» **What you have to do**: Tally the lines below that contain the word "TranscriptProcessor", then give the tally and nothing more.

» **The data**:
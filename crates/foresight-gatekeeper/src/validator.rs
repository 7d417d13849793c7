//! Statement review logic

use crate::normalize::{is_canonical, normalize};
use crate::ValidationConfig;
use foresight_domain::{FinancialMetric, ForwardLookingStatement, MetricValues};
use tracing::{debug, warn};

/// Result of reviewing one statement
#[derive(Debug, Clone)]
pub struct Review {
    /// Overall outcome
    pub status: ReviewStatus,

    /// The statement after repairs and removals
    pub statement: ForwardLookingStatement,

    /// Everything the review changed or objected to
    pub issues: Vec<ValueIssue>,
}

impl Review {
    /// Whether the statement should be persisted
    pub fn is_accepted(&self) -> bool {
        self.status != ReviewStatus::Rejected
    }
}

/// Review status
#[derive(Debug, Clone, Copy, PartialEq, Eq)]
pub enum ReviewStatus {
    /// All values were already canonical
    Accepted,

    /// At least one value was repaired or removed
    Repaired,

    /// Statement should not be persisted
    Rejected,
}

/// A finding from the review
#[derive(Debug, Clone, PartialEq, Eq)]
pub enum ValueIssue {
    /// Value rewritten to canonical form
    Repaired {
        /// Metric the value belongs to
        metric: FinancialMetric,
        /// Value as returned by the oracle
        original: String,
        /// Canonical replacement
        canonical: String,
    },

    /// Value removed because it could not be made canonical
    Dropped {
        /// Metric the value belonged to
        metric: FinancialMetric,
        /// Value as returned by the oracle
        original: String,
    },

    /// Value kept although it is not canonical
    NonCanonical {
        /// Metric the value belongs to
        metric: FinancialMetric,
        /// The kept value
        value: String,
    },

    /// The statement's own category carries no value
    MissingCategoryValue(FinancialMetric),

    /// The statement's sentence is blank
    EmptySentence,
}

impl ValueIssue {
    fn rejects(&self) -> bool {
        matches!(self, Self::MissingCategoryValue(_) | Self::EmptySentence)
    }
}

/// The Gatekeeper reviews statements before they are persisted
pub struct Gatekeeper {
    config: ValidationConfig,
}

impl Gatekeeper {
    /// Create a new Gatekeeper with the given configuration
    pub fn new(config: ValidationConfig) -> Self {
        Self { config }
    }

    /// Create a Gatekeeper with default configuration
    pub fn default_config() -> Self {
        Self::new(ValidationConfig::default())
    }

    /// The active configuration
    pub fn config(&self) -> &ValidationConfig {
        &self.config
    }

    /// Review a statement against the normalization contract
    pub fn review(&self, statement: ForwardLookingStatement) -> Review {
        let mut issues = Vec::new();
        let mut values = MetricValues::new();

        for (metric, raw) in statement.values.iter() {
            let unit = metric.unit();
            if is_canonical(raw, unit) {
                values.set(metric, raw);
                continue;
            }

            let repaired = if self.config.repair_values {
                normalize(raw, unit).filter(|candidate| is_canonical(candidate, unit))
            } else {
                None
            };

            match repaired {
                Some(canonical) => {
                    debug!("Repaired {} value {:?} -> {:?}", metric, raw, canonical);
                    values.set(metric, canonical.clone());
                    issues.push(ValueIssue::Repaired {
                        metric,
                        original: raw.to_string(),
                        canonical,
                    });
                }
                None if self.config.drop_unrepairable => {
                    warn!("Dropping non-canonical {} value {:?}", metric, raw);
                    issues.push(ValueIssue::Dropped {
                        metric,
                        original: raw.to_string(),
                    });
                }
                None => {
                    values.set(metric, raw);
                    issues.push(ValueIssue::NonCanonical {
                        metric,
                        value: raw.to_string(),
                    });
                }
            }
        }

        let statement = ForwardLookingStatement { values, ..statement };

        if self.config.require_category_value && statement.category_value().is_none() {
            issues.push(ValueIssue::MissingCategoryValue(statement.category));
        }
        if self.config.require_sentence && statement.sentence.trim().is_empty() {
            issues.push(ValueIssue::EmptySentence);
        }

        let status = if issues.iter().any(ValueIssue::rejects) {
            ReviewStatus::Rejected
        } else if issues.is_empty() {
            ReviewStatus::Accepted
        } else {
            ReviewStatus::Repaired
        };

        Review {
            status,
            statement,
            issues,
        }
    }
}
//! One-shot status messages shown on the next page load.

use tokio::sync::Mutex;

/// Whether the last action worked
#[derive(Debug, Clone, Copy, PartialEq, Eq)]
pub enum FlashKind {
    /// The action succeeded
    Success,
    /// The action failed
    Error,
}

/// A message for the operator
#[derive(Debug, Clone, PartialEq, Eq)]
pub struct Flash {
    /// Success or error
    pub kind: FlashKind,
    /// Human-readable text
    pub message: String,
}

impl Flash {
    /// A success message
    pub fn success(message: impl Into<String>) -> Self {
        Self {
            kind: FlashKind::Success,
            message: message.into(),
        }
    }

    /// An error message
    pub fn error(message: impl Into<String>) -> Self {
        Self {
            kind: FlashKind::Error,
            message: message.into(),
        }
    }
}

/// Holds at most one pending message; a newer one replaces it
#[derive(Debug, Default)]
pub struct FlashSlot {
    pending: Mutex<Option<Flash>>,
}

impl FlashSlot {
    /// Create an empty slot
    pub fn new() -> Self {
        Self::default()
    }

    /// Store a message for the next page load
    pub async fn set(&self, flash: Flash) {
        *self.pending.lock().await = Some(flash);
    }

    /// Remove and return the pending message
    pub async fn take(&self) -> Option<Flash> {
        self.pending.lock().await.take()
    }
}
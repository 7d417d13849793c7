//! Configuration management for the CLI.

use crate::error::{CliError, Result};
use foresight_extractor::{ExtractorConfig, PipelineConfig};
use foresight_gatekeeper::ValidationConfig;
use foresight_llm::ChatProviderConfig;
use foresight_store::CredentialStore;
use serde::Deserialize;
use std::fs;
use std::path::{Path, PathBuf};

/// CLI configuration.
///
/// Every section is optional in the file; missing values take their defaults.
/// A `[web]` section, used by the web server, is ignored here.
#[derive(Debug, Clone, Deserialize)]
#[serde(default)]
pub struct Config {
    /// JSON file holding the oracle API key
    pub credentials_path: PathBuf,

    /// Chat-completions endpoint settings
    pub oracle: ChatProviderConfig,

    /// Prompt budget and outer timeout
    pub extraction: ExtractorConfig,

    /// Value review switches
    pub validation: ValidationConfig,

    /// Directories, CSV paths and batch pacing
    pub pipeline: PipelineConfig,
}

impl Config {
    /// Default configuration file path (`~/.foresight/config.toml`).
    pub fn default_path() -> Result<PathBuf> {
        let home = dirs::home_dir()
            .ok_or_else(|| CliError::Config("Could not find home directory".into()))?;
        Ok(home.join(".foresight").join("config.toml"))
    }

    /// Load configuration from `path`, or from the default path.
    ///
    /// A missing file yields the defaults; a malformed or invalid file is an
    /// error.
    pub fn load(path: Option<&Path>) -> Result<Self> {
        let path = match path {
            Some(path) => path.to_path_buf(),
            None => Self::default_path()?,
        };

        let config = if path.exists() {
            let contents = fs::read_to_string(&path)?;
            toml::from_str(&contents)?
        } else {
            Self::default()
        };

        config.validate()?;
        Ok(config)
    }

    /// Check every section.
    pub fn validate(&self) -> Result<()> {
        if self.credentials_path.as_os_str().is_empty() {
            return Err(CliError::Config("credentials_path must not be empty".into()));
        }
        self.oracle
            .validate()
            .map_err(|e| CliError::Config(format!("[oracle] {}", e)))?;
        self.extraction
            .validate()
            .map_err(|e| CliError::Config(format!("[extraction] {}", e)))?;
        self.pipeline
            .validate()
            .map_err(|e| CliError::Config(format!("[pipeline] {}", e)))?;
        Ok(())
    }

    /// Credential store at the configured path.
    pub fn credential_store(&self) -> CredentialStore {
        CredentialStore::new(&self.credentials_path)
    }

    /// Pick the API key: command line or environment first, then the
    /// credential file.
    pub fn resolve_api_key(&self, cli_key: Option<&str>) -> Result<String> {
        if let Some(key) = cli_key.map(str::trim).filter(|key| !key.is_empty()) {
            return Ok(key.to_string());
        }
        self.credential_store()
            .load()?
            .ok_or(CliError::MissingApiKey)
    }
}

impl Default for Config {
    fn default() -> Self {
        Self {
            credentials_path: PathBuf::from("config.json"),
            oracle: ChatProviderConfig::default(),
            extraction: ExtractorConfig::default(),
            validation: ValidationConfig::default(),
            pipeline: PipelineConfig::default(),
        }
    }
}

#[cfg(test)]
mod tests {
    use super::*;
    use tempfile::TempDir;

    #[test]
    fn test_default_config() {
        let config = Config::default();
        assert_eq!(config.credentials_path, PathBuf::from("config.json"));
        assert_eq!(config.pipeline.delay_secs, 5);
        assert_eq!(config.oracle.model, "deepseek-chat");
        assert_eq!(config.extraction.max_text_length, 20000);
        assert!(config.validate().is_ok());
    }

    #[test]
    fn test_missing_file_yields_defaults() {
        let dir = TempDir::new().unwrap();
        let config = Config::load(Some(&dir.path().join("absent.toml"))).unwrap();
        assert_eq!(config.pipeline.source_dir, PathBuf::from("data_source"));
    }

    #[test]
    fn test_partial_file_overrides_only_given_values() {
        let dir = TempDir::new().unwrap();
        let path = dir.path().join("config.toml");
        fs::write(
            &path,
            r#"
                credentials_path = "secrets/key.json"

                [oracle]
                model = "deepseek-reasoner"

                [pipeline]
                delay_secs = 2

                [web]
                bind_port = 8000
            "#,
        )
        .unwrap();

        let config = Config::load(Some(&path)).unwrap();
        assert_eq!(config.credentials_path, PathBuf::from("secrets/key.json"));
        assert_eq!(config.oracle.model, "deepseek-reasoner");
        assert_eq!(config.oracle.timeout_secs, 60);
        assert_eq!(config.pipeline.delay_secs, 2);
        assert_eq!(config.pipeline.file_marker, "Transcript");
    }

    #[test]
    fn test_malformed_file_is_an_error() {
        let dir = TempDir::new().unwrap();
        let path = dir.path().join("config.toml");
        fs::write(&path, "[pipeline\ndelay_secs = ").unwrap();
        assert!(matches!(Config::load(Some(&path)), Err(CliError::Toml(_))));
    }

    #[test]
    fn test_invalid_values_rejected() {
        let dir = TempDir::new().unwrap();
        let path = dir.path().join("config.toml");
        fs::write(&path, "[oracle]\ntimeout_secs = 0\n").unwrap();
        let err = Config::load(Some(&path)).unwrap_err();
        assert!(err.to_string().contains("[oracle]"));
    }

    #[test]
    fn test_api_key_resolution_order() {
        let dir = TempDir::new().unwrap();
        let config = Config {
            credentials_path: dir.path().join("config.json"),
            ..Config::default()
        };

        assert!(matches!(config.resolve_api_key(None), Err(CliError::MissingApiKey)));
        assert!(matches!(config.resolve_api_key(Some("  ")), Err(CliError::MissingApiKey)));

        config.credential_store().save("sk-stored").unwrap();
        assert_eq!(config.resolve_api_key(None).unwrap(), "sk-stored");
        assert_eq!(config.resolve_api_key(Some(" sk-flag ")).unwrap(), "sk-flag");
    }
}
//! Extract command implementation.

use crate::cli::ExtractArgs;
use crate::config::Config;
use crate::error::{CliError, Result};
use crate::output::Formatter;
use foresight_extractor::{
    BatchOrchestrator, BatchReport, Extractor, PipelineConfig, TranscriptProcessor,
};
use foresight_gatekeeper::Gatekeeper;
use foresight_llm::ChatProvider;
use foresight_store::StatementLog;
use tracing::info;

/// Execute the extract command.
pub async fn execute_extract(
    args: ExtractArgs,
    config: &Config,
    api_key: &str,
    formatter: &Formatter,
) -> Result<BatchReport> {
    let mut pipeline = config.pipeline.clone();
    if let Some(source) = args.source {
        pipeline.source_dir = source;
    }
    if let Some(output) = args.output {
        pipeline.statements_csv = output;
    }
    if let Some(delay) = args.delay {
        pipeline.delay_secs = delay;
    }

    let report = extract(config, &pipeline, api_key).await?;
    println!("{}", formatter.batch_report(&report));
    Ok(report)
}

/// Run one batch over `pipeline.source_dir`, appending to `pipeline.statements_csv`.
pub(crate) async fn extract(
    config: &Config,
    pipeline: &PipelineConfig,
    api_key: &str,
) -> Result<BatchReport> {
    pipeline
        .validate()
        .map_err(CliError::InvalidInput)?;

    let provider = ChatProvider::new(config.oracle.clone(), api_key)?;
    let extractor = Extractor::new(
        provider,
        Gatekeeper::new(config.validation.clone()),
        config.extraction.clone(),
    );
    let processor = TranscriptProcessor::new(extractor, StatementLog::new(&pipeline.statements_csv));
    let orchestrator = BatchOrchestrator::new(processor, pipeline);

    info!(
        "Extracting from {} into {}",
        pipeline.source_dir.display(),
        pipeline.statements_csv.display()
    );
    Ok(orchestrator.run(&pipeline.source_dir).await?)
}
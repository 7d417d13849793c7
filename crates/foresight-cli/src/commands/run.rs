//! Run command implementation.

use super::consolidate::consolidate;
use super::extract::extract;
use crate::cli::RunArgs;
use crate::config::Config;
use crate::error::Result;
use crate::output::Formatter;
use foresight_consolidator::ConsolidationReport;
use foresight_extractor::BatchReport;

/// Execute the run command: one extraction batch, then consolidation.
///
/// Consolidation runs even when some transcripts failed, as long as the
/// batch itself completed.
pub async fn execute_run(
    args: RunArgs,
    config: &Config,
    api_key: &str,
    formatter: &Formatter,
) -> Result<(BatchReport, ConsolidationReport)> {
    let mut pipeline = config.pipeline.clone();
    if let Some(source) = args.source {
        pipeline.source_dir = source;
    }
    if let Some(statements) = args.statements {
        pipeline.statements_csv = statements;
    }
    if let Some(consolidated) = args.consolidated {
        pipeline.consolidated_csv = consolidated;
    }
    if let Some(delay) = args.delay {
        pipeline.delay_secs = delay;
    }

    let batch = extract(config, &pipeline, api_key).await?;
    println!("{}", formatter.batch_report(&batch));

    if !pipeline.statements_csv.exists() {
        println!(
            "{}",
            formatter.info("No statements were extracted; nothing to consolidate")
        );
        return Ok((batch, ConsolidationReport::default()));
    }

    let consolidation = consolidate(&pipeline.statements_csv, &pipeline.consolidated_csv, formatter)?;
    Ok((batch, consolidation))
}
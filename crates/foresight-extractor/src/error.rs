//! Error types for the Extractor

use foresight_store::StoreError;
use std::path::PathBuf;
use thiserror::Error;

/// Errors that can occur during extraction
#[derive(Error, Debug)]
pub enum ExtractorError {
    /// LLM provider error
    #[error("LLM error: {0}")]
    Llm(String),

    /// Oracle call exceeded the extraction timeout
    #[error("Extraction timed out after {0}s")]
    Timeout(u64),

    /// Reply did not contain the expected structure
    #[error("Invalid reply format: {0}")]
    InvalidFormat(String),

    /// JSON parsing error
    #[error("JSON parse error: {0}")]
    JsonParse(String),

    /// Transcript directory does not exist
    #[error("Source directory not found: {}", .0.display())]
    SourceDirMissing(PathBuf),

    /// Filesystem error while listing transcripts
    #[error("I/O error: {0}")]
    Io(#[from] std::io::Error),
}

impl From<serde_json::Error> for ExtractorError {
    fn from(e: serde_json::Error) -> Self {
        ExtractorError::JsonParse(e.to_string())
    }
}

/// Errors that fail a single transcript without stopping the batch
#[derive(Error, Debug)]
pub enum ProcessError {
    /// Transcript could not be read
    #[error("Failed to read {}: {source}", path.display())]
    Read {
        /// Transcript path
        path: PathBuf,
        /// Underlying error
        source: std::io::Error,
    },

    /// The oracle failed for this transcript
    #[error("Oracle failed: {0}")]
    Oracle(String),

    /// Rows could not be appended to the statement log
    #[error(transparent)]
    Store(#[from] StoreError),
}
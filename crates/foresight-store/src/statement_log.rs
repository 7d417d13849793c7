//! Append-only statement log and its tolerant reader

use crate::rows::{
    statement_columns, StatementRow, CATEGORY_COLUMN, EXTRACTION_DATE_COLUMN, SENTENCE_COLUMN,
    SPEAKER_COLUMN,
};
use crate::StoreError;
use encoding_rs::{Encoding, GBK, WINDOWS_1252};
use foresight_domain::{FinancialMetric, MetricValues, TranscriptMetadata};
use std::collections::HashMap;
use std::fs::{self, File, OpenOptions};
use std::io::{self, Read, Seek, SeekFrom, Write};
use std::path::{Path, PathBuf};
use tracing::{debug, warn};

const UTF8_BOM: &[u8] = b"\xEF\xBB\xBF";

/// Handle to the statement CSV shared by a whole batch
///
/// The file only ever grows: rows are appended, never rewritten.
#[derive(Debug, Clone)]
pub struct StatementLog {
    path: PathBuf,
}

impl StatementLog {
    /// Create a handle; the file is created lazily on first append
    pub fn new(path: impl Into<PathBuf>) -> Self {
        Self { path: path.into() }
    }

    /// Path of the CSV file
    pub fn path(&self) -> &Path {
        &self.path
    }

    /// Append rows, writing the header first if the file is new or empty
    ///
    /// A final line left unterminated by an interrupted write is closed off
    /// first, so new rows always start on a line of their own.
    ///
    /// Returns the number of rows written.
    pub fn append(&self, rows: &[StatementRow]) -> Result<usize, StoreError> {
        let needs_header = fs::metadata(&self.path)
            .map(|meta| meta.len() == 0)
            .unwrap_or(true);
        let needs_terminator = !needs_header && !ends_with_newline(&self.path)?;

        let mut file = OpenOptions::new()
            .create(true)
            .append(true)
            .open(&self.path)?;
        if needs_terminator {
            warn!("{} ends mid-line; terminating it before appending", self.path.display());
            file.write_all(b"\n")?;
        }
        let mut writer = csv::WriterBuilder::new()
            .has_headers(false)
            .from_writer(file);

        if needs_header {
            writer.write_record(statement_columns())?;
        }
        for row in rows {
            writer.write_record(row.to_record())?;
        }
        writer.flush()?;

        debug!("Appended {} rows to {}", rows.len(), self.path.display());
        Ok(rows.len())
    }
}

fn ends_with_newline(path: &Path) -> io::Result<bool> {
    let mut file = File::open(path)?;
    file.seek(SeekFrom::End(-1))?;
    let mut last = [0u8; 1];
    file.read_exact(&mut last)?;
    Ok(last[0] == b'\n')
}

/// Read every row of a statement log
///
/// The file is decoded as UTF-8, then GBK, then Windows-1252; the first
/// encoding that decodes the whole file wins. Columns are matched by header
/// name, missing columns read as empty, and short trailing records are kept.
pub fn read_statement_rows(path: impl AsRef<Path>) -> Result<Vec<StatementRow>, StoreError> {
    let path = path.as_ref();
    let bytes = fs::read(path)?;
    let text = decode(&bytes).ok_or_else(|| StoreError::Encoding(path.display().to_string()))?;

    let mut reader = csv::ReaderBuilder::new()
        .flexible(true)
        .from_reader(text.as_bytes());
    let headers = reader.headers()?.clone();
    let index: HashMap<&str, usize> = headers
        .iter()
        .enumerate()
        .map(|(i, name)| (name.trim(), i))
        .collect();

    let mut rows = Vec::new();
    for (line, result) in reader.records().enumerate() {
        let record = result?;
        if record.len() < headers.len() {
            warn!(
                "Record {} in {} has {} of {} fields; reading what is present",
                line + 1,
                path.display(),
                record.len(),
                headers.len()
            );
        }

        let field = |name: &str| -> String {
            index
                .get(name)
                .and_then(|&i| record.get(i))
                .unwrap_or("")
                .to_string()
        };

        let values: MetricValues = FinancialMetric::ALL
            .iter()
            .map(|metric| (*metric, field(metric.as_str())))
            .collect();

        rows.push(StatementRow {
            metadata: TranscriptMetadata {
                year: field("year"),
                month: field("month"),
                day: field("day"),
                ticker: field("ticker"),
                exchange: field("exchange"),
                filename: field("filename"),
            },
            financial_category: field(CATEGORY_COLUMN),
            sentence: field(SENTENCE_COLUMN),
            values,
            speaker: field(SPEAKER_COLUMN),
            extraction_date: field(EXTRACTION_DATE_COLUMN),
        });
    }

    debug!("Read {} statement rows from {}", rows.len(), path.display());
    Ok(rows)
}

fn decode(bytes: &[u8]) -> Option<String> {
    let bytes = bytes.strip_prefix(UTF8_BOM).unwrap_or(bytes);
    if let Ok(text) = std::str::from_utf8(bytes) {
        return Some(text.to_string());
    }

    let fallbacks: [&'static Encoding; 2] = [GBK, WINDOWS_1252];
    for encoding in fallbacks {
        if let Some(text) = encoding.decode_without_bom_handling_and_without_replacement(bytes) {
            warn!("Statement file is not UTF-8; decoded as {}", encoding.name());
            return Some(text.into_owned());
        }
    }
    None
}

» **Response box**: 2